_Try it_.
The entire listing below is to be transcribed without a single slip.

_Data for the task_.
= = = = = = =

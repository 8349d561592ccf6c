// SPDX-License-Identifier: AGPL-3.0-or-later
// © 2025 Ryo ∴ SpiralArchitect (kishkavsesvit@icloud.com)
// Part of SpiralTorch — Licensed under AGPL-3.0-or-later.
// Unauthorized derivative works or closed redistribution prohibited under AGPL §13.

//! Backend capability objects and the execution context threaded through
//! every primitive.
//!
//! A backend only exposes whole-tensor kernels. Batched kernels take arrays
//! laid out as `(rows, cols, batch)`; a batch extent of one broadcasts against
//! the other operand.

mod cpu;

use std::fmt;
use std::sync::Arc;

use ndarray::{Array3, ArrayView3};

use crate::error::{Error, Result};
use crate::ops::registry::OperatorRegistry;

pub use cpu::CpuBackend;

/// Enumerates the execution targets a backend can describe itself as.
#[derive(Clone, Copy, Debug, PartialEq, Eq, Hash)]
pub enum BackendKind {
    /// Host execution.
    Cpu,
    /// Device execution where element-wise host access is prohibitively slow.
    Accelerator,
}

impl fmt::Display for BackendKind {
    fn fmt(&self, f: &mut fmt::Formatter<'_>) -> fmt::Result {
        match self {
            BackendKind::Cpu => f.write_str("cpu"),
            BackendKind::Accelerator => f.write_str("accelerator"),
        }
    }
}

/// Minimal capability description shared across backends.
#[derive(Clone, Copy, Debug, PartialEq, Eq)]
pub struct DeviceCaps {
    /// Backend discriminator.
    pub backend: BackendKind,
    /// Whether reading or writing individual elements is acceptable.
    pub scalar_indexing: bool,
}

impl DeviceCaps {
    /// Host capabilities: scalar indexing is cheap.
    pub fn cpu() -> Self {
        Self {
            backend: BackendKind::Cpu,
            scalar_indexing: true,
        }
    }

    /// Accelerator capabilities: every computation must stay whole-tensor.
    pub fn accelerator() -> Self {
        Self {
            backend: BackendKind::Accelerator,
            scalar_indexing: false,
        }
    }
}

/// Strategy object implementing the batched linear-algebra kernels.
pub trait Backend: fmt::Debug {
    fn caps(&self) -> DeviceCaps;

    /// `out[.., .., b] = a[.., .., b] · b[.., .., b]`, optionally transposing
    /// either operand's matrix axes first.
    fn batched_gemm(
        &self,
        a: ArrayView3<'_, f64>,
        b: ArrayView3<'_, f64>,
        transpose_a: bool,
        transpose_b: bool,
    ) -> Result<Array3<f64>>;

    /// Upper Cholesky factor `U` with `UᵗU = A` for every batch element.
    ///
    /// This is the one kernel allowed to work per batch element: the
    /// factorisation cannot be expressed as a whole-tensor operation.
    fn cholesky_upper(&self, a: ArrayView3<'_, f64>) -> Result<Array3<f64>>;

    /// Solves `U X = B` (or `Uᵗ X = B` when `transpose` is set) for upper
    /// triangular `U`, per batch element.
    fn solve_upper(
        &self,
        u: ArrayView3<'_, f64>,
        b: ArrayView3<'_, f64>,
        transpose: bool,
    ) -> Result<Array3<f64>>;
}

/// Explicit execution state passed into the primitive layer.
///
/// The scalar-indexing flag is fixed when the context is built and never
/// changes afterwards; build a new context to change it.
#[derive(Clone)]
pub struct ExecContext {
    backend: Arc<dyn Backend>,
    registry: Arc<OperatorRegistry>,
    allow_scalar_indexing: bool,
}

impl ExecContext {
    /// Context over `backend` with the standard operator table. Scalar
    /// indexing follows the backend capabilities.
    pub fn new(backend: Arc<dyn Backend>) -> Self {
        let allow_scalar_indexing = backend.caps().scalar_indexing;
        Self {
            backend,
            registry: Arc::new(OperatorRegistry::standard()),
            allow_scalar_indexing,
        }
    }

    /// Host context with scalar indexing allowed.
    pub fn cpu() -> Self {
        Self::new(Arc::new(CpuBackend::new()))
    }

    /// Host context that enforces accelerator constraints.
    pub fn strict() -> Self {
        Self::new(Arc::new(CpuBackend::strict()))
    }

    /// Replaces the operator table, e.g. after registering custom operators.
    pub fn with_registry(mut self, registry: OperatorRegistry) -> Self {
        self.registry = Arc::new(registry);
        self
    }

    /// Overrides the scalar-indexing flag. Enabling it on a backend that does
    /// not support it is refused.
    pub fn with_scalar_indexing(mut self, allow: bool) -> Result<Self> {
        if allow && !self.backend.caps().scalar_indexing {
            return Err(Error::ScalarIndexing("backend forbids scalar indexing"));
        }
        self.allow_scalar_indexing = allow;
        Ok(self)
    }

    pub fn backend(&self) -> &dyn Backend {
        self.backend.as_ref()
    }

    pub fn registry(&self) -> &OperatorRegistry {
        &self.registry
    }

    pub fn caps(&self) -> DeviceCaps {
        self.backend.caps()
    }

    pub fn allows_scalar_indexing(&self) -> bool {
        self.allow_scalar_indexing
    }

    /// Fails unless element-wise host access is permitted for this context.
    pub fn ensure_scalar_indexing(&self, label: &'static str) -> Result<()> {
        if self.allow_scalar_indexing {
            Ok(())
        } else {
            Err(Error::ScalarIndexing(label))
        }
    }
}

impl fmt::Debug for ExecContext {
    fn fmt(&self, f: &mut fmt::Formatter<'_>) -> fmt::Result {
        f.debug_struct("ExecContext")
            .field("backend", &self.backend)
            .field("operators", &self.registry.len())
            .field("allow_scalar_indexing", &self.allow_scalar_indexing)
            .finish()
    }
}

#[cfg(test)]
mod tests {
    use super::*;

    #[test]
    fn strict_context_refuses_scalar_indexing() {
        let ctx = ExecContext::strict();
        assert!(!ctx.allows_scalar_indexing());
        assert!(matches!(
            ctx.ensure_scalar_indexing("element read"),
            Err(Error::ScalarIndexing("element read"))
        ));
        assert!(ctx.clone().with_scalar_indexing(true).is_err());
    }

    #[test]
    fn cpu_context_can_opt_out_of_scalar_indexing() {
        let ctx = ExecContext::cpu().with_scalar_indexing(false).unwrap();
        assert!(ctx.ensure_scalar_indexing("element read").is_err());
        assert_eq!(ctx.caps().backend, BackendKind::Cpu);
    }
}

= = = = = = =

_Written response_.
repository 8349d561592ccf6c
// SPDX-License-Identifier: AGPL-3.0-or-later
// © 2025 Ryo ∴ SpiralArchitect (kishkavsesvit@icloud.com)
// Part of SpiralTorch — Licensed under AGPL-3.0-or-later.
// Unauthorized derivative works or closed redistribution prohibited under AGPL §13.

//! Backend capability objects and the execution context threaded through
//! every primitive.
//!
//! A backend only exposes whole-tensor kernels. Batched kernels take arrays
//! laid out as `(rows, cols, batch)`; a batch extent of one broadcasts against
//! the other operand.

mod cpu;

use std::fmt;
use std::sync::Arc;

use ndarray::{Array3, ArrayView3};

use crate::error::{Error, Result};
use crate::ops::registry::OperatorRegistry;

pub use cpu::CpuBackend;

/// Enumerates the execution targets a backend can describe itself as.
#[derive(Clone, Copy, Debug, PartialEq, Eq, Hash)]
pub enum BackendKind {
    /// Host execution.
    Cpu,
    /// Device execution where element-wise host access is prohibitively slow.
    Accelerator,
}

impl fmt::Display for BackendKind {
    fn fmt(&self, f: &mut fmt::Formatter<'_>) -> fmt::Result {
        match self {
            BackendKind::Cpu => f.write_str("cpu"),
            BackendKind::Accelerator => f.write_str("accelerator"),
        }
    }
}

/// Minimal capability description shared across backends.
#[derive(Clone, Copy, Debug, PartialEq, Eq)]
pub struct DeviceCaps {
    /// Backend discriminator.
    pub backend: BackendKind,
    /// Whether reading or writing individual elements is acceptable.
    pub scalar_indexing: bool,
}

impl DeviceCaps {
    /// Host capabilities: scalar indexing is cheap.
    pub fn cpu() -> Self {
        Self {
            backend: BackendKind::Cpu,
            scalar_indexing: true,
        }
    }

    /// Accelerator capabilities: every computation must stay whole-tensor.
    pub fn accelerator() -> Self {
        Self {
            backend: BackendKind::Accelerator,
            scalar_indexing: false,
        }
    }
}

/// Strategy object implementing the batched linear-algebra kernels.
pub trait Backend: fmt::Debug {
    fn caps(&self) -> DeviceCaps;

    /// `out[.., .., b] = a[.., .., b] · b[.., .., b]`, optionally transposing
    /// either operand's matrix axes first.
    fn batched_gemm(
        &self,
        a: ArrayView3<'_, f64>,
        b: ArrayView3<'_, f64>,
        transpose_a: bool,
        transpose_b: bool,
    ) -> Result<Array3<f64>>;

    /// Upper Cholesky factor `U` with `UᵗU = A` for every batch element.
    ///
    /// This is the one kernel allowed to work per batch element: the
    /// factorisation cannot be expressed as a whole-tensor operation.
    fn cholesky_upper(&self, a: ArrayView3<'_, f64>) -> Result<Array3<f64>>;

    /// Solves `U X = B` (or `Uᵗ X = B` when `transpose` is set) for upper
    /// triangular `U`, per batch element.
    fn solve_upper(
        &self,
        u: ArrayView3<'_, f64>,
        b: ArrayView3<'_, f64>,
        transpose: bool,
    ) -> Result<Array3<f64>>;
}

/// Explicit execution state passed into the primitive layer.
///
/// The scalar-indexing flag is fixed when the context is built and never
/// changes afterwards; build a new context to change it.
#[derive(Clone)]
pub struct ExecContext {
    backend: Arc<dyn Backend>,
    registry: Arc<OperatorRegistry>,
    allow_scalar_indexing: bool,
}

impl ExecContext {
    /// Context over `backend` with the standard operator table. Scalar
    /// indexing follows the backend capabilities.
    pub fn new(backend: Arc<dyn Backend>) -> Self {
        let allow_scalar_indexing = backend.caps().scalar_indexing;
        Self {
            backend,
            registry: Arc::new(OperatorRegistry::standard()),
            allow_scalar_indexing,
        }
    }

    /// Host context with scalar indexing allowed.
    pub fn cpu() -> Self {
        Self::new(Arc::new(CpuBackend::new()))
    }

    /// Host context that enforces accelerator constraints.
    pub fn strict() -> Self {
        Self::new(Arc::new(CpuBackend::strict()))
    }

    /// Replaces the operator table, e.g. after registering custom operators.
    pub fn with_registry(mut self, registry: OperatorRegistry) -> Self {
        self.registry = Arc::new(registry);
        self
    }

    /// Overrides the scalar-indexing flag. Enabling it on a backend that does
    /// not support it is refused.
    pub fn with_scalar_indexing(mut self, allow: bool) -> Result<Self> {
        if allow && !self.backend.caps().scalar_indexing {
            return Err(Error::ScalarIndexing("backend forbids scalar indexing"));
        }
        self.allow_scalar_indexing = allow;
        Ok(self)
    }

    pub fn backend(&self) -> &dyn Backend {
        self.backend.as_ref()
    }

    pub fn registry(&self) -> &OperatorRegistry {
        &self.registry
    }

    pub fn caps(&self) -> DeviceCaps {
        self.backend.caps()
    }

    pub fn allows_scalar_indexing(&self) -> bool {
        self.allow_scalar_indexing
    }

    /// Fails unless element-wise host access is permitted for this context.
    pub fn ensure_scalar_indexing(&self, label: &'static str) -> Result<()> {
        if self.allow_scalar_indexing {
            Ok(())
        } else {
            Err(Error::ScalarIndexing(label))
        }
    }
}

impl fmt::Debug for ExecContext {
    fn fmt(&self, f: &mut fmt::Formatter<'_>) -> fmt::Result {
        f.debug_struct("ExecContext")
            .field("backend", &self.backend)
            .field("operators", &self.registry.len())
            .field("allow_scalar_indexing", &self.allow_scalar_indexing)
            .finish()
    }
}

#[cfg(test)]
mod tests {
    use super::*;

    #[test]
    fn strict_context_refuses_scalar_indexing() {
        let ctx = ExecContext::strict();
        assert!(!ctx.allows_scalar_indexing());
        assert!(matches!(
            ctx.ensure_scalar_indexing("element read"),
            Err(Error::ScalarIndexing("element read"))
        ));
        assert!(ctx.clone().with_scalar_indexing(true).is_err());
    }

    #[test]
    fn cpu_context_can_opt_out_of_scalar_indexing() {
        let ctx = ExecContext::cpu().with_scalar_indexing(false).unwrap();
        assert!(ctx.ensure_scalar_indexing("element read").is_err());
        assert_eq!(ctx.caps().backend, BackendKind::Cpu);
    }
}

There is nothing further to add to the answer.